Él se hundió entre mis piernas y la emprendió a lengüetazos en mis labios mayores y el clítoris. No se hizo esperar mi primer orgasmo. No había dejado de temblar de placer, cuando sentí su verga recorriendo mi vagina por afuera, subía y bajaba rozándome suavemente. No lo dejé que siguiera con el juego, le rogué con desesperación que metiera su carne dura en mi cueva incendiada. Ahí sí, comenzó a cogerme sin más firuletes. Segundos después estaba hecha un volcán; gemí, suspiré, le grité mi placer. El a su rabo le añadió el valor agregado de increíbles caricias (algunas inéditas para mí. Tanto me gustaron que le pedía “replay”) y el susurro de  hermosas palabras: “diablita deliciosa…”, “que dulce estar, de nuevo, dentro tuyo…”, “me está faltando otro beso…”, “haceme otro mimo de pelvis…”,………. 

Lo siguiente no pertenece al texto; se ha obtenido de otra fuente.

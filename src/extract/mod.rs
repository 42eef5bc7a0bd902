//! Extraction of the objects inside the bundle tree into individual files.

pub mod container;
pub mod filter;
pub mod handlers;
pub mod naming;
pub mod registry;

use std::{
    collections::HashSet,
    fmt,
    path::{Path, PathBuf},
    sync::Arc,
    time::SystemTime,
};

use arkres_config::{DecryptKeys, ServerSettings};
use arkres_consts::consts;
use filetime::FileTime;
use fs_err as fs;
use parking_lot::Mutex;
use strum::Display;

use self::{
    container::ContainerIndex,
    filter::BundleFilter,
    registry::{ExtractOptions, HandlerRegistry, HandlingContext},
};
use crate::{
    SyncError,
    asset::{AssetBackend, AssetObject, ObjectKind},
    layout::DataLayout,
    workers::{Claim, run_pool},
};

/// A bundle file found in the bundle tree.
#[derive(Debug, Clone, PartialEq, Eq)]
pub struct PendingBundle {
    pub path: PathBuf,
    /// Path relative to the bundle tree, `/` separated.
    pub relative: String,
}

impl fmt::Display for PendingBundle {
    fn fmt(&self, f: &mut fmt::Formatter<'_>) -> fmt::Result {
        f.write_str(&self.relative)
    }
}

/// Collects every bundle below `root`, depth first. The files of a directory
/// come before the contents of its subdirectories, both in name order.
pub fn discover_bundles(root: &Path) -> Result<Vec<PendingBundle>, SyncError> {
    let mut pending = Vec::new();
    if !root.is_dir() {
        return Ok(pending);
    }

    let mut stack = vec![root.to_path_buf()];
    while let Some(dir) = stack.pop() {
        let mut entries = fs::read_dir(&dir)?.collect::<Result<Vec<_>, _>>()?;
        entries.sort_by_key(|entry| entry.file_name());

        let mut subdirs = Vec::new();
        for entry in entries {
            let path = entry.path();
            if entry.file_type()?.is_dir() {
                subdirs.push(path);
            } else if path.extension().is_some_and(|ext| ext == consts::BUNDLE_EXTENSION) {
                let relative = relative_bundle_path(root, &path);
                pending.push(PendingBundle { path, relative });
            }
        }
        stack.extend(subdirs.into_iter().rev());
    }

    Ok(pending)
}

fn relative_bundle_path(root: &Path, path: &Path) -> String {
    path.strip_prefix(root)
        .unwrap_or(path)
        .components()
        .map(|component| component.as_os_str().to_string_lossy())
        .collect::<Vec<_>>()
        .join("/")
}

#[derive(Debug, Clone, Copy, PartialEq, Eq, Display)]
pub enum BundleAction {
    Extract,
    Exclude,
    Skip,
}

/// Counts of what an extraction run did.
#[derive(Debug, Default, Clone, Copy, PartialEq, Eq)]
pub struct ExtractReport {
    pub extracted: usize,
    pub excluded: usize,
    pub skipped: usize,
}

/// The time an output directory was made, its modification time where the
/// platform does not record creation.
fn directory_time(metadata: &std::fs::Metadata) -> std::io::Result<SystemTime> {
    metadata.created().or_else(|_| metadata.modified())
}

/// Extracts the assets of one server's bundle tree.
#[derive(Debug)]
pub struct AssetExtractor {
    bundles_root: PathBuf,
    assets_root: PathBuf,
    filter: BundleFilter,
    decrypt: Option<DecryptKeys>,
    convert_audio: bool,
    verbose: bool,
    backend: AssetBackend,
    report: Mutex<ExtractReport>,
}

impl AssetExtractor {
    pub fn new(
        layout: &DataLayout,
        server: &str,
        settings: ServerSettings,
        backend: AssetBackend,
    ) -> Self {
        Self {
            bundles_root: layout.bundles_dir(server),
            assets_root: layout.assets_dir(server),
            filter: BundleFilter::new(settings.include, settings.exclude),
            decrypt: settings.decrypt,
            convert_audio: false,
            verbose: false,
            backend,
            report: Mutex::default(),
        }
    }

    pub fn with_convert_audio(self, convert_audio: bool) -> Self {
        Self {
            convert_audio,
            ..self
        }
    }

    /// Also log bundles that are up to date.
    pub fn with_verbose(self, verbose: bool) -> Self {
        Self { verbose, ..self }
    }

    /// Extracts every bundle of the tree on `workers` workers.
    pub async fn run(self, workers: usize) -> Result<ExtractReport, SyncError> {
        fs::create_dir_all(&self.assets_root)?;
        let pending = discover_bundles(&self.bundles_root)?;

        let this = Arc::new(self);
        let extractor = this.clone();
        run_pool("extract", workers, pending, move |claim: Claim<PendingBundle>| {
            let extractor = extractor.clone();
            async move {
                tokio::task::spawn_blocking(move || extractor.process(claim))
                    .await
                    .map_err(|source| SyncError::WorkerPanicked {
                        stage: "extract",
                        source,
                    })?
            }
        })
        .await?;

        let report = *this.report.lock();
        Ok(report)
    }

    /// Decides what happens to a bundle, clearing a stale output directory.
    fn action(&self, bundle: &PendingBundle, output: &Path) -> Result<BundleAction, SyncError> {
        if self.filter.is_excluded(&bundle.relative) {
            return Ok(BundleAction::Exclude);
        }

        let dir_metadata = match fs::metadata(output) {
            Ok(metadata) => metadata,
            Err(e) if e.kind() == std::io::ErrorKind::NotFound => {
                return Ok(BundleAction::Extract);
            }
            Err(e) => return Err(e.into()),
        };
        let bundle_time = fs::metadata(&bundle.path)?.modified()?;
        if directory_time(&dir_metadata)? > bundle_time {
            return Ok(BundleAction::Skip);
        }

        fs::remove_dir_all(output)?;
        Ok(BundleAction::Extract)
    }

    fn process(&self, claim: Claim<PendingBundle>) -> Result<(), SyncError> {
        let Claim {
            worker,
            index,
            total,
            item: bundle,
        } = claim;
        let output = self.assets_root.join(&bundle.relative);

        let action = self.action(&bundle, &output)?;
        if self.verbose || action != BundleAction::Skip {
            tracing::info!(
                "[Worker {worker}] {action} {index} / {total} ({})",
                bundle.relative
            );
        }

        match action {
            BundleAction::Exclude => self.report.lock().excluded += 1,
            BundleAction::Skip => self.report.lock().skipped += 1,
            BundleAction::Extract => {
                fs::create_dir_all(&output)?;
                if let Err(err) = self.extract_bundle(&bundle, output.clone()) {
                    // A partial output directory would be taken as up to date.
                    if let Err(e) = fs::remove_dir_all(&output) {
                        tracing::warn!("Failed to clean up {}: {e}", output.display());
                    }
                    return Err(err);
                }
                self.report.lock().extracted += 1;
            }
        }
        Ok(())
    }

    fn extract_bundle(&self, bundle: &PendingBundle, directory: PathBuf) -> Result<(), SyncError> {
        let files = self
            .backend
            .loader
            .load_bundle(&bundle.path)
            .map_err(|source| SyncError::LoadBundle {
                path: bundle.path.clone(),
                source,
            })?;
        let objects: Vec<&AssetObject> = files.iter().flat_map(|file| &file.objects).collect();

        let bundle_time = FileTime::from_last_modification_time(&fs::metadata(&bundle.path)?);
        let context = HandlingContext {
            directory,
            bundle_path: bundle.relative.clone(),
            bundle_time,
            decrypt: self.decrypt.as_ref(),
            convert_audio: self.convert_audio,
            backend: &self.backend,
        };

        extract_objects(&objects, &context)
    }
}

/// Extracts the objects of one bundle.
///
/// Images are named first so that colliding names can be told apart, text
/// assets take their name from the container index, everything else is
/// dispatched with its own name.
pub fn extract_objects(
    objects: &[&AssetObject],
    context: &HandlingContext<'_>,
) -> Result<(), SyncError> {
    let registry = HandlerRegistry::builtin();
    let index = ContainerIndex::build(objects.iter().copied());
    let mut processed = HashSet::new();

    let visuals = objects.iter().copied().filter(|object| object.is_visual());
    for (object, name) in naming::visual_names(visuals, &index) {
        processed.insert(object.path_id);
        registry.try_extract(object, context, &ExtractOptions::named(name))?;
    }

    for object in objects
        .iter()
        .filter(|object| object.kind() == ObjectKind::TextAsset)
    {
        processed.insert(object.path_id);
        let options = naming::text_options(object.path_id, &index);
        registry.try_extract(object, context, &options)?;
    }

    for object in objects {
        if processed.contains(&object.path_id) {
            continue;
        }
        registry.try_extract(object, context, &ExtractOptions::default())?;
    }

    Ok(())
}
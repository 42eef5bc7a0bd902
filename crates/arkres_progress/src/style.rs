//! Defines some functions that can be used to style indicatif progress bars.

/// The characters to use to show progress in the progress bar.
const DEFAULT_PROGRESS_CHARS: &str = "━━╾─";

/// The characters that make up animation of a spinner that should be used when
/// the progress bar is currently making progress.
const DEFAULT_RUNNING_SPINNER_CHARS: &str = "⠁⠁⠉⠙⠚⠒⠂⠂⠒⠲⠴⠤⠄⠄⠤⠠⠠⠤⠦⠖⠒⠐⠐⠒⠓⠋⠉⠈⠈ ";

/// Returns the "tick chars" that are used to represent a spinner animation of a
/// progress bar.
pub fn tick_chars() -> &'static str {
    DEFAULT_RUNNING_SPINNER_CHARS
}

/// Returns the "progress chars" that are used to render a progress bar.
pub fn progress_chars() -> &'static str {
    DEFAULT_PROGRESS_CHARS
}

El placer de hacer el amor es como el fuego y si no se comunica, languidece. El hizo que me sintiera una mina “number one”. Su orgasmo, (tuve la sensación de que me regaló como medio litro de semen tibio), fue precedido por lo menos por dos míos, con desparpajo de fluidos femeninos a juzgar por la mancha húmeda que dejé en la sábana.

 

Lo disparatado es que yo quiero a mi marido y, mirándolo bien, me parece, hasta más “pintón” que Juan y, simétricamente, la esposa de éste – que conocí días atrás, es, decididamente más linda y está “más buena” que yo físicamente.

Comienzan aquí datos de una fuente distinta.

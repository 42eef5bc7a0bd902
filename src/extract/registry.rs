use std::{
    collections::HashMap,
    path::{Path, PathBuf},
    sync::LazyLock,
};

use arkres_config::DecryptKeys;
use filetime::FileTime;

use super::handlers;
use crate::{
    SyncError,
    asset::{AssetBackend, AssetObject, ObjectKind},
};

/// Everything a handler needs to know about the bundle it is working on.
#[derive(Debug, Clone)]
pub struct HandlingContext<'a> {
    /// Output directory of the bundle.
    pub directory: PathBuf,
    /// Path of the bundle relative to the bundle tree, `/` separated.
    pub bundle_path: String,
    /// Modification time of the bundle file, given to every written file.
    pub bundle_time: FileTime,
    pub decrypt: Option<&'a DecryptKeys>,
    pub convert_audio: bool,
    pub backend: &'a AssetBackend,
}

impl HandlingContext<'_> {
    pub fn is_gamedata(&self) -> bool {
        self.bundle_path.starts_with(arkres_consts::consts::GAMEDATA_ROOT)
    }

    /// The top-level directory below `gamedata`, empty outside of it.
    pub fn gamedata_dir(&self) -> &str {
        if !self.is_gamedata() {
            return "";
        }
        self.bundle_path.split('/').nth(1).unwrap_or_default()
    }
}

/// Per object overrides of the output name, decided by the coordinator.
#[derive(Debug, Clone, Default, PartialEq, Eq)]
pub struct ExtractOptions {
    pub name: Option<String>,
    /// Extension including its dot.
    pub extension: Option<String>,
}

impl ExtractOptions {
    pub fn named(name: impl Into<String>) -> Self {
        Self {
            name: Some(name.into()),
            extension: None,
        }
    }

    /// The output path of an object, the options take precedence over the
    /// given defaults.
    pub fn output_path(&self, directory: &Path, name: &str, extension: &str) -> PathBuf {
        output_path(
            directory,
            self.name.as_deref().unwrap_or(name),
            self.extension.as_deref().unwrap_or(extension),
        )
    }
}

/// `{directory}/{name}{extension}` with path separators in `name` flattened.
pub fn output_path(directory: &Path, name: &str, extension: &str) -> PathBuf {
    let name = name.replace(['/', '\\'], "_");
    directory.join(format!("{name}{extension}"))
}

/// Writes the file(s) of one object.
pub type Handler = fn(&AssetObject, &HandlingContext<'_>, &ExtractOptions) -> Result<(), SyncError>;

const HANDLERS: &[(ObjectKind, Handler)] = &[
    (ObjectKind::Texture2D, handlers::texture),
    (ObjectKind::Sprite, handlers::sprite),
    (ObjectKind::AudioClip, handlers::audio_clip),
    (ObjectKind::TextAsset, handlers::text_asset),
];

/// Dispatches objects to the handler of their kind.
pub struct HandlerRegistry {
    handlers: HashMap<ObjectKind, Handler>,
}

impl HandlerRegistry {
    fn from_table(table: &[(ObjectKind, Handler)]) -> Self {
        let mut handlers = HashMap::new();
        for (kind, handler) in table {
            if !kind.is_concrete() {
                continue;
            }
            tracing::debug!("Add asset handler for: {kind}");
            handlers.insert(*kind, *handler);
        }
        Self { handlers }
    }

    /// The registry with all built-in handlers.
    pub fn builtin() -> &'static HandlerRegistry {
        static REGISTRY: LazyLock<HandlerRegistry> =
            LazyLock::new(|| HandlerRegistry::from_table(HANDLERS));
        &REGISTRY
    }

    pub fn handles(&self, kind: ObjectKind) -> bool {
        self.handlers.contains_key(&kind)
    }

    /// Extracts `object` if there is a handler for its kind.
    ///
    /// Returns `false` for objects that have no handler.
    pub fn try_extract(
        &self,
        object: &AssetObject,
        context: &HandlingContext<'_>,
        options: &ExtractOptions,
    ) -> Result<bool, SyncError> {
        let Some(handler) = self.handlers.get(&object.kind()) else {
            return Ok(false);
        };
        handler(object, context, options)?;
        Ok(true)
    }
}
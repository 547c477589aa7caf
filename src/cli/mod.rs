//! CLI subcommand implementations for the orgtree binary.

pub mod map_cmd;
pub mod output;
pub mod sources_cmd;
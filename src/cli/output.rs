//! Shared CLI output formatting with colors and symbols.

use std::io::IsTerminal;

/// Check if --quiet mode is active.
pub fn is_quiet() -> bool {
    std::env::var("ORGTREE_QUIET").is_ok()
}

/// Check if color output is enabled.
pub fn color_enabled() -> bool {
    // Respect NO_COLOR env (https://no-color.org/)
    if std::env::var("NO_COLOR").is_ok() {
        return false;
    }
    // Respect --no-color via our global flag
    if std::env::var("ORGTREE_NO_COLOR").is_ok() {
        return false;
    }
    std::io::stderr().is_terminal()
}

// ANSI color codes
const YELLOW: &str = "\x1b[33m";
const DIM: &str = "\x1b[2m";
const BOLD: &str = "\x1b[1m";
const RESET: &str = "\x1b[0m";

/// Colored string builder.
pub struct Styled {
    use_color: bool,
}

impl Styled {
    pub fn new() -> Self {
        Self {
            use_color: color_enabled(),
        }
    }

    /// Green checkmark symbol.
    pub fn ok_sym(&self) -> &str {
        if self.use_color {
            "\x1b[32m\u{2713}\x1b[0m"
        } else {
            "OK"
        }
    }

    /// Yellow warning symbol.
    pub fn warn_sym(&self) -> &str {
        if self.use_color {
            "\x1b[33m\u{26a0}\x1b[0m"
        } else {
            "??"
        }
    }

    pub fn yellow(&self, s: &str) -> String {
        if self.use_color {
            format!("{YELLOW}{s}{RESET}")
        } else {
            s.to_string()
        }
    }

    pub fn bold(&self, s: &str) -> String {
        if self.use_color {
            format!("{BOLD}{s}{RESET}")
        } else {
            s.to_string()
        }
    }

    pub fn dim(&self, s: &str) -> String {
        if self.use_color {
            format!("{DIM}{s}{RESET}")
        } else {
            s.to_string()
        }
    }
}

impl Default for Styled {
    fn default() -> Self {
        Self::new()
    }
}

A solas, siento que es duro y me apena ser infiel, pero suena mi celular y:

Mariana, mi amor ¿Nos vemos? … ¿Cuándo y donde? – No se me ocurre otra respuesta que: Claro, Juancito querido, te lo digo con un mensaje –Llevamos más de cinco meses de encuentros infidelísimos. Creo que fatalmente lo nuestro tiene que acabar – hay siete seres queridos perjudicados – Parafraseando la letra de un viejo tango, presiento que: Si, con la A mayúscula. “Ardor, mi viejo ardor, tengo mucho miedo de que seas Amor” Pero no me atrevo a imaginar despedirme, por segunda vez de él. Me completa, me alegra y me da energía para vivir, para comunicarme y crear. Y, tras pergeñar una buena cobertura, allá voy a besarlo, abrazarlo, a hablar e, indefectiblemente después, a “amasijarme”, en un cuarto de hotel con él.